Rebamipide prevents indomethacin-induced gastric mucosal lesion formation by inhibiting activation of neutrophils in rats.

Since granulocyte elastase has been shown to be involved in the pathogenesis of gastric mucosal lesion formation induced by nonsteroidal antiinflammatory drugs, inhibition of granulocyte elastase release from neutrophils may be useful in the prevention of these lesions. The objective of this study was to determine whether rebamipide inhibits neutrophil activation in vivo and in vitro. Rebamipide and ONO-5046, a specific granulocyte elastase inhibitor, markedly inhibited indomethacin-induced mucosal injury in rats.

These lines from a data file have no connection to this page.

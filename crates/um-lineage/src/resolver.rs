//! Identity resolver
//!
//! Every node gets `global_id = "{project_id}_{local_name}"`. Dependencies
//! and references are then mapped onto those ids:
//!
//! - a manifest unique id owned by the same manifest resolves exactly;
//!   otherwise its package is mapped to a project and looked up there;
//! - a project-qualified reference resolves only inside that project;
//! - an unqualified reference prefers the referencing project, then a
//!   single match anywhere else; several matches are reported as
//!   ambiguous and never guessed.

use crate::diagnostics::{DuplicateNode, UnresolvedReason, UnresolvedReference};
use std::collections::{BTreeMap, HashMap};
use um_core::{
    slugify, Edge, EdgeOrigin, GlobalId, LineageOverride, ManifestDependency, Node, NodeKind,
    NodeTable, ProjectId,
};
use um_refs::{RefTarget, ReferenceIntent};

/// One project's loaded node table and extracted references
#[derive(Debug, Clone)]
pub struct ProjectLoad {
    pub table: NodeTable,
    pub intents: Vec<ReferenceIntent>,
}

/// Knobs for the optional resolution passes
#[derive(Debug, Clone, Default)]
pub struct ResolveOptions {
    /// Link each source to the unique same-named model of another project
    pub bridge_sources_to_models: bool,
    /// Operator-supplied edges
    pub overrides: Vec<LineageOverride>,
}

impl ResolveOptions {
    pub fn from_config(config: &um_core::Config) -> Self {
        Self {
            bridge_sources_to_models: config.bridge_sources_to_models,
            overrides: config.overrides.clone(),
        }
    }
}

/// Output of [`resolve`]
#[derive(Debug, Clone, Default)]
pub struct Resolution {
    /// Nodes in project-id order, then manifest order
    pub nodes: Vec<Node>,
    /// Resolved edges in discovery order, possibly with repeats
    pub edges: Vec<Edge>,
    pub unresolved: Vec<UnresolvedReference>,
    pub duplicates: Vec<DuplicateNode>,
}

#[derive(Debug, Default)]
struct Resolver {
    nodes: Vec<Node>,
    edges: Vec<Edge>,
    unresolved: Vec<UnresolvedReference>,
    duplicates: Vec<DuplicateNode>,
    /// global id -> unique id that claimed it
    claimed: HashMap<GlobalId, String>,
    /// (project, local model name) -> global id
    models: HashMap<ProjectId, HashMap<String, GlobalId>>,
    /// local model name -> every owner, in project order
    models_by_name: HashMap<String, Vec<GlobalId>>,
    /// (project, source_name, table) -> global id
    sources: HashMap<(ProjectId, String, String), GlobalId>,
    /// source_name -> projects declaring it, in project order
    source_projects: HashMap<String, Vec<ProjectId>>,
    /// manifest unique id -> global id, per project
    unique_ids: HashMap<ProjectId, HashMap<String, GlobalId>>,
    /// package or project slug -> project
    packages: HashMap<String, ProjectId>,
}

type Target = Result<GlobalId, UnresolvedReason>;

impl Resolver {
    fn register(&mut self, project: &ProjectId, table: &NodeTable) {
        self.packages
            .entry(project.to_string())
            .or_insert_with(|| project.clone());
        self.packages
            .entry(slugify(&table.package_name))
            .or_insert_with(|| project.clone());

        for local in &table.nodes {
            let global_id = GlobalId::compose(project, &local.local_name);
            if let Some(kept) = self.claimed.get(&global_id) {
                let duplicate = DuplicateNode {
                    global_id: global_id.clone(),
                    project: project.clone(),
                    local_name: local.local_name.clone(),
                    kept_unique_id: kept.clone(),
                    rejected_unique_id: local.unique_id.clone(),
                };
                log::warn!(
                    "Duplicate node id '{}': keeping {}, rejecting {}",
                    duplicate.global_id,
                    duplicate.kept_unique_id,
                    duplicate.rejected_unique_id
                );
                self.duplicates.push(duplicate);
                continue;
            }
            self.claimed
                .insert(global_id.clone(), local.unique_id.clone());
            self.unique_ids
                .entry(project.clone())
                .or_default()
                .insert(local.unique_id.clone(), global_id.clone());

            match local.kind {
                NodeKind::Model => {
                    self.models
                        .entry(project.clone())
                        .or_default()
                        .insert(local.local_name.clone(), global_id.clone());
                    self.models_by_name
                        .entry(local.local_name.clone())
                        .or_default()
                        .push(global_id.clone());
                }
                NodeKind::Source => {
                    if let Some(source_name) = &local.source_name {
                        self.sources.insert(
                            (
                                project.clone(),
                                source_name.clone(),
                                local.local_name.clone(),
                            ),
                            global_id.clone(),
                        );
                        let owners = self.source_projects.entry(source_name.clone()).or_default();
                        if !owners.contains(project) {
                            owners.push(project.clone());
                        }
                    }
                }
            }

            self.nodes
                .push(local.clone().into_node(global_id, project.clone()));
        }
    }

    fn project_for(&self, package: &str) -> Option<&ProjectId> {
        self.packages.get(&slugify(package))
    }

    fn model_in(&self, project: &ProjectId, name: &str) -> Option<&GlobalId> {
        self.models.get(project).and_then(|m| m.get(name))
    }

    fn pick(mut candidates: Vec<GlobalId>) -> Target {
        match candidates.len() {
            0 => Err(UnresolvedReason::NotFound),
            1 => Ok(candidates.remove(0)),
            _ => {
                candidates.sort();
                Err(UnresolvedReason::Ambiguous { candidates })
            }
        }
    }

    fn unqualified_model(&self, project: &ProjectId, name: &str) -> Target {
        if let Some(local) = self.model_in(project, name) {
            return Ok(local.clone());
        }
        Self::pick(self.models_by_name.get(name).cloned().unwrap_or_default())
    }

    fn qualified_model(&self, project: &str, name: &str) -> Target {
        let owner = self
            .project_for(project)
            .ok_or_else(|| UnresolvedReason::UnknownProject {
                project: project.to_string(),
            })?;
        self.model_in(owner, name)
            .cloned()
            .ok_or(UnresolvedReason::NotFound)
    }

    fn source(&self, project: &ProjectId, source_name: &str, table: &str) -> Target {
        let key = |p: &ProjectId| (p.clone(), source_name.to_string(), table.to_string());
        if let Some(own) = self.sources.get(&key(project)) {
            return Ok(own.clone());
        }
        let candidates = self
            .source_projects
            .get(source_name)
            .map(|owners| {
                owners
                    .iter()
                    .filter_map(|p| self.sources.get(&key(p)).cloned())
                    .collect()
            })
            .unwrap_or_default();
        Self::pick(candidates)
    }

    /// Resolve a manifest unique id. `Ok(None)` for kinds that are not nodes.
    fn unique_id(&self, project: &ProjectId, raw: &str) -> Result<Option<GlobalId>, UnresolvedReason> {
        if let Some(own) = self.unique_ids.get(project).and_then(|ids| ids.get(raw)) {
            return Ok(Some(own.clone()));
        }
        let parts: Vec<&str> = raw.split('.').collect();
        match parts.as_slice() {
            ["model", package, name, ..] => self.qualified_model(package, name).map(Some),
            ["source", package, source_name, table, ..] => {
                let owner = self
                    .project_for(package)
                    .ok_or_else(|| UnresolvedReason::UnknownProject {
                        project: package.to_string(),
                    })?;
                self.sources
                    .get(&(owner.clone(), source_name.to_string(), table.to_string()))
                    .cloned()
                    .map(Some)
                    .ok_or(UnresolvedReason::NotFound)
            }
            _ => Ok(None),
        }
    }

    fn report(
        &mut self,
        project: &ProjectId,
        referencing: &str,
        referencing_id: Option<GlobalId>,
        raw_reference: &str,
        reason: UnresolvedReason,
    ) {
        let unresolved = UnresolvedReference {
            raw_reference: raw_reference.to_string(),
            project: project.clone(),
            referencing: referencing.to_string(),
            referencing_id,
            reason,
        };
        log::warn!("Unresolved reference {}", unresolved);
        self.unresolved.push(unresolved);
    }

    fn dependency(&mut self, project: &ProjectId, dep: &ManifestDependency) {
        let Some(referencing) = self.model_in(project, &dep.referencing).cloned() else {
            self.report(
                project,
                &dep.referencing,
                None,
                &dep.dependency_id,
                UnresolvedReason::UnknownReferencingNode,
            );
            return;
        };
        match self.unique_id(project, &dep.dependency_id) {
            Ok(Some(upstream)) => self.edges.push(Edge::new(
                upstream,
                referencing,
                EdgeOrigin::ManifestDependency,
            )),
            Ok(None) => log::debug!(
                "Project '{}': {} depends on non-node {}",
                project,
                dep.referencing,
                dep.dependency_id
            ),
            Err(reason) => self.report(
                project,
                &dep.referencing,
                Some(referencing),
                &dep.dependency_id,
                reason,
            ),
        }
    }

    fn intent(&mut self, intent: &ReferenceIntent) {
        let project = &intent.project;
        let Some(referencing) = self.model_in(project, &intent.referencing).cloned() else {
            self.report(
                project,
                &intent.referencing,
                None,
                &intent.raw_text,
                UnresolvedReason::UnknownReferencingNode,
            );
            return;
        };
        let resolved = match &intent.target {
            RefTarget::Model { name } => self
                .unqualified_model(project, name)
                .map(|id| (id, EdgeOrigin::HeuristicTextMatch)),
            RefTarget::QualifiedModel {
                name,
                project: owner,
            } => self
                .qualified_model(owner, name)
                .map(|id| (id, EdgeOrigin::ExplicitCrossProjectRef)),
            RefTarget::Source { source_name, table } => self
                .source(project, source_name, table)
                .map(|id| (id, EdgeOrigin::SourceReference)),
        };
        match resolved {
            Ok((upstream, origin)) => self.edges.push(Edge::new(upstream, referencing, origin)),
            Err(reason) => self.report(
                project,
                &intent.referencing,
                Some(referencing),
                &intent.raw_text,
                reason,
            ),
        }
    }

    /// Link each source to the single model of another project that
    /// materializes the same table.
    fn bridge_sources(&mut self) {
        let mut models_by_table: HashMap<String, Vec<&Node>> = HashMap::new();
        for node in self.nodes.iter().filter(|n| n.kind == NodeKind::Model) {
            models_by_table
                .entry(node.local_name.to_lowercase())
                .or_default()
                .push(node);
        }

        let mut edges = Vec::new();
        let mut ambiguous = Vec::new();
        for source in self.nodes.iter().filter(|n| n.kind == NodeKind::Source) {
            let schemas_agree = |model: &&&Node| match (&model.schema, &source.schema) {
                (Some(a), Some(b)) => a.eq_ignore_ascii_case(b),
                _ => true,
            };
            let candidates: Vec<GlobalId> = models_by_table
                .get(&source.table_name().to_lowercase())
                .map(|models| {
                    models
                        .iter()
                        .filter(|m| m.owning_project != source.owning_project)
                        .filter(schemas_agree)
                        .map(|m| m.global_id.clone())
                        .collect()
                })
                .unwrap_or_default();
            match Self::pick(candidates) {
                Ok(model) => edges.push(Edge::new(
                    model,
                    source.global_id.clone(),
                    EdgeOrigin::HeuristicTextMatch,
                )),
                Err(reason @ UnresolvedReason::Ambiguous { .. }) => ambiguous.push((
                    source.owning_project.clone(),
                    source.local_name.clone(),
                    source.global_id.clone(),
                    format!(
                        "source('{}', '{}')",
                        source.source_name.as_deref().unwrap_or_default(),
                        source.local_name
                    ),
                    reason,
                )),
                Err(_) => {}
            }
        }

        self.edges.extend(edges);
        for (project, local, id, raw, reason) in ambiguous {
            self.report(&project, &local, Some(id), &raw, reason);
        }
    }

    fn overrides(&mut self, overrides: &[LineageOverride]) {
        for o in overrides {
            match (GlobalId::try_new(o.source.trim()), GlobalId::try_new(o.target.trim())) {
                (Some(source), Some(target)) => self.edges.push(Edge::new(
                    source,
                    target,
                    EdgeOrigin::ManualOverride,
                )),
                _ => log::warn!("Ignoring override with empty endpoint: {:?}", o),
            }
        }
    }

    fn finish(self) -> Resolution {
        Resolution {
            nodes: self.nodes,
            edges: self.edges,
            unresolved: self.unresolved,
            duplicates: self.duplicates,
        }
    }
}

/// Assign global ids and resolve every dependency and reference.
///
/// Projects are processed in id order so the result does not depend on the
/// order in which projects were discovered or loaded.
pub fn resolve(loads: &BTreeMap<ProjectId, ProjectLoad>, options: &ResolveOptions) -> Resolution {
    let mut resolver = Resolver::default();

    for (project, load) in loads {
        resolver.register(project, &load.table);
    }
    for (project, load) in loads {
        for dep in &load.table.dependencies {
            resolver.dependency(project, dep);
        }
        for intent in &load.intents {
            resolver.intent(intent);
        }
    }
    if options.bridge_sources_to_models {
        resolver.bridge_sources();
    }
    resolver.overrides(&options.overrides);

    let resolution = resolver.finish();
    log::info!(
        "Resolved {} nodes, {} edges ({} unresolved, {} duplicates)",
        resolution.nodes.len(),
        resolution.edges.len(),
        resolution.unresolved.len(),
        resolution.duplicates.len()
    );
    resolution
}

#[cfg(test)]
#[path = "resolver_test.rs"]
mod tests;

Gastric myeloperoxidase activity was significantly increased 3 h after indomethacin administration. This increase was significantly inhibited by rebamipide and ONO-5046. Although cimetidine markedly prevented the indomethacin-induced mucosal lesion formation, it did not reduce the gastric myeloperoxidase activity. Rebamipide inhibited granulocyte elastase release from neutrophils in vitro by inhibiting the increase in intracellular Ca2+ level. Cimetidine did not inhibit granulocyte elastase release from neutrophils. Furthermore, the elevation of intracellular Ca2+ level was not inhibited by cimetidine. Therefore, unlike cimetidine, rebamipide may prevent indomethacin-induced mucosal injury by inhibiting neutrophil activation.